Learning Visual Representations Via Language

Project Abstract/Statement of Work:

Currently, most computer vision systems rely on large labeled datasets such as ImageNet or COCO for training. This paradigm has been hugely successful, but the necessity of employing human annotators limits the scale of data on which we can train.

Recent developments in natural language processing such as BERT have shown that large quantities of raw textual data downloaded from the web can be used to learn high quality representations of text that transfer to many downstream language tasks. 

We aim to build on these recent advances in NLP, and use large quantities of image and text data in order to jointly learn representations of images and text that transfer to many downstream vision and vision+language tasks.

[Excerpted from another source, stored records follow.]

//! Oracle timing configuration.

use serde::Deserialize;

fn default_push_interval_ms() -> u64 {
    4000
}

fn default_push_timeout_ms() -> u64 {
    30_000
}

fn default_silence_timeout_ms() -> u64 {
    15_000
}

fn default_watchdog_interval_ms() -> u64 {
    5000
}

fn default_stale_after_ms() -> u64 {
    30_000
}

/// Timing thresholds for the oracle pipeline.
#[derive(Debug, Clone, Copy, PartialEq, Eq, Deserialize)]
pub struct OracleConfig {
    /// Minimum gap between successful pushes.
    #[serde(default = "default_push_interval_ms")]
    pub push_interval_ms: u64,
    /// A push running longer than this is considered stuck.
    #[serde(default = "default_push_timeout_ms")]
    pub push_timeout_ms: u64,
    /// No tick for this long forces a feed reconnect.
    #[serde(default = "default_silence_timeout_ms")]
    pub silence_timeout_ms: u64,
    #[serde(default = "default_watchdog_interval_ms")]
    pub watchdog_interval_ms: u64,
    /// Health reports stale once the last push is older than this.
    #[serde(default = "default_stale_after_ms")]
    pub stale_after_ms: u64,
}

impl Default for OracleConfig {
    fn default() -> Self {
        Self {
            push_interval_ms: default_push_interval_ms(),
            push_timeout_ms: default_push_timeout_ms(),
            silence_timeout_ms: default_silence_timeout_ms(),
            watchdog_interval_ms: default_watchdog_interval_ms(),
            stale_after_ms: default_stale_after_ms(),
        }
    }
}
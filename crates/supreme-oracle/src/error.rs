//! Oracle error types.

use thiserror::Error;

#[derive(Debug, Error)]
pub enum OracleError {
    #[error("Ledger error: {0}")]
    Ledger(#[from] supreme_ledger::LedgerError),

    #[error("Core error: {0}")]
    Core(#[from] supreme_core::CoreError),

    /// The push ran past its timeout and was cancelled.
    #[error("Push abandoned after {elapsed_ms}ms")]
    StuckPush { elapsed_ms: u64 },
}

pub type OracleResult<T> = Result<T, OracleError>;
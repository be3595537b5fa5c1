//! Trade feed client for the supreme oracle.
//!
//! Maintains one WebSocket connection to an exchange trade stream and emits
//! `TradeTick`s. Reconnects on a fixed delay; supports forced reconnects
//! from the oracle watchdog.

pub mod connection;
pub mod error;
pub mod message;

pub use connection::{spawn_feed, ConnectionState, FeedConfig, FeedConnection};
pub use error::{FeedError, FeedResult};
pub use message::{parse_trade, AggTrade};

use std::sync::Once;

static INIT_CRYPTO: Once = Once::new();

/// Install the ring TLS crypto provider. Call before the first `wss://`
/// connection.
pub fn init_crypto() {
    INIT_CRYPTO.call_once(|| {
        let _ = rustls::crypto::ring::default_provider().install_default();
    });
}
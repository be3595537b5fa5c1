//! Feed error types.

use thiserror::Error;

#[derive(Debug, Error)]
pub enum FeedError {
    #[error("Connection failed: {0}")]
    ConnectionFailed(String),

    #[error("Connection closed: code={code}, reason={reason}")]
    ConnectionClosed { code: u16, reason: String },

    /// The stream ended or the connection was dropped on purpose.
    #[error("Feed disconnected")]
    Disconnected,

    #[error("Message parse error: {0}")]
    Parse(String),

    #[error("Tungstenite error: {0}")]
    Tungstenite(#[from] tokio_tungstenite::tungstenite::Error),

    #[error("JSON error: {0}")]
    Json(#[from] serde_json::Error),
}

pub type FeedResult<T> = Result<T, FeedError>;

We believe that the supervisory signal provided by language will be particularly useful for learning visual representations that generalize to the long tail of objects, and the at capture the compositional structure of scenes. If rare or unusual objects appear in images, they are likely to be mentioned in corresponding text; this provides natural supervision for objects in the long tail of the category distribution that is not present when training on datasets labeled with fixed categories, such as ImageNet or COCO. Text associated with images often describes properties of objects, or relationships between objects; as such it provides natural supervision for the compositional structure of complex images, without resorting to expensive and explicit manual annotation of compositional structure as in datasets such as Visual Genome.

We imagine that language supervision will be useful both in weakly and strongly supervised regimes. Compared to traditional human annotation pipelines that rely on complex category hierarchies and marking exact segmentation hierarchies, we believe that asking people to annotate images with language will require orders of magnitude less annotation time per image, resulting in cost savings.